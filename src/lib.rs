//! Trellis: XSLT 1.0 transformations.
//!
//! The heavy lifting lives in the workspace crates; this crate wires them into
//! a builder-style API and the `trellis` command line tool.
//!
//! ```no_run
//! use trellis::TransformBuilder;
//!
//! let transformer = TransformBuilder::new()
//!     .with_stylesheet_file("report.xsl")?
//!     .with_parameter("title", "Q3")
//!     .build()?;
//! let html = transformer.transform_str("<report/>")?;
//! # Ok::<(), trellis::TrellisError>(())
//! ```

pub mod builder;
pub mod config;
pub mod error;
pub mod transformer;

pub use builder::TransformBuilder;
pub use config::TransformConfig;
pub use error::TrellisError;
pub use transformer::{TransformReport, Transformer};

pub use trellis_traits as traits;
pub use trellis_xpath1 as xpath;
pub use trellis_xslt as xslt;
//! The validity state machine consulted on every output event.

use super::NodeKind;

/// What has been written so far at the current nesting level.
#[derive(Debug, Clone, Copy, PartialEq, Eq)]
pub enum ContentState {
    /// Top level of the result tree or of a fragment.
    Document,
    /// An element start tag is open: attributes and namespaces are allowed.
    StartTag,
    /// The element already has content.
    Content,
    /// Inside an attribute value: only text.
    Attribute,
    /// Inside a comment: only text.
    Comment,
    /// Inside a processing instruction: only text.
    ProcessingInstruction,
}

#[derive(Debug, Clone)]
pub struct StateMachine {
    state: ContentState,
    stack: Vec<ContentState>,
}

impl Default for StateMachine {
    fn default() -> Self {
        Self::new()
    }
}

impl StateMachine {
    pub fn new() -> Self {
        StateMachine {
            state: ContentState::Document,
            stack: Vec::new(),
        }
    }

    pub fn state(&self) -> ContentState {
        self.state
    }

    pub fn depth(&self) -> usize {
        self.stack.len()
    }

    /// Checks a begin event without committing it.
    pub fn can_begin(&self, kind: NodeKind) -> bool {
        use ContentState::*;
        match kind {
            NodeKind::Element | NodeKind::Comment | NodeKind::ProcessingInstruction | NodeKind::Text => {
                matches!(self.state, Document | StartTag | Content)
            }
            NodeKind::Attribute | NodeKind::Namespace => self.state == StartTag,
        }
    }

    /// Commits a begin event. Returns false, and changes nothing, if the
    /// event is not allowed in the current state.
    pub fn begin(&mut self, kind: NodeKind) -> bool {
        if !self.can_begin(kind) {
            return false;
        }
        let next = match kind {
            NodeKind::Element => ContentState::StartTag,
            NodeKind::Attribute => ContentState::Attribute,
            NodeKind::Comment => ContentState::Comment,
            NodeKind::ProcessingInstruction => ContentState::ProcessingInstruction,
            NodeKind::Text => {
                self.text();
                return true;
            }
            NodeKind::Namespace => return true,
        };
        let parent = match (kind, self.state) {
            (NodeKind::Attribute, state) => state,
            (_, ContentState::StartTag) => ContentState::Content,
            (_, state) => state,
        };
        self.stack.push(parent);
        self.state = next;
        true
    }

    /// Text is accepted everywhere. It ends the start tag of an element.
    pub fn text(&mut self) {
        if self.state == ContentState::StartTag {
            self.state = ContentState::Content;
        }
    }

    /// Commits an end event. Returns false if it does not close the node
    /// that is currently open.
    pub fn end(&mut self, kind: NodeKind) -> bool {
        let closes = match kind {
            NodeKind::Element => matches!(self.state, ContentState::StartTag | ContentState::Content),
            NodeKind::Attribute => self.state == ContentState::Attribute,
            NodeKind::Comment => self.state == ContentState::Comment,
            NodeKind::ProcessingInstruction => self.state == ContentState::ProcessingInstruction,
            NodeKind::Text | NodeKind::Namespace => return true,
        };
        if !closes {
            return false;
        }
        match self.stack.pop() {
            Some(parent) => {
                self.state = parent;
                true
            }
            None => false,
        }
    }
}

[Assignment]:
Find how many lines in the listing hold "allowed", and reply with that number only.

[Solution to this exercise]:
2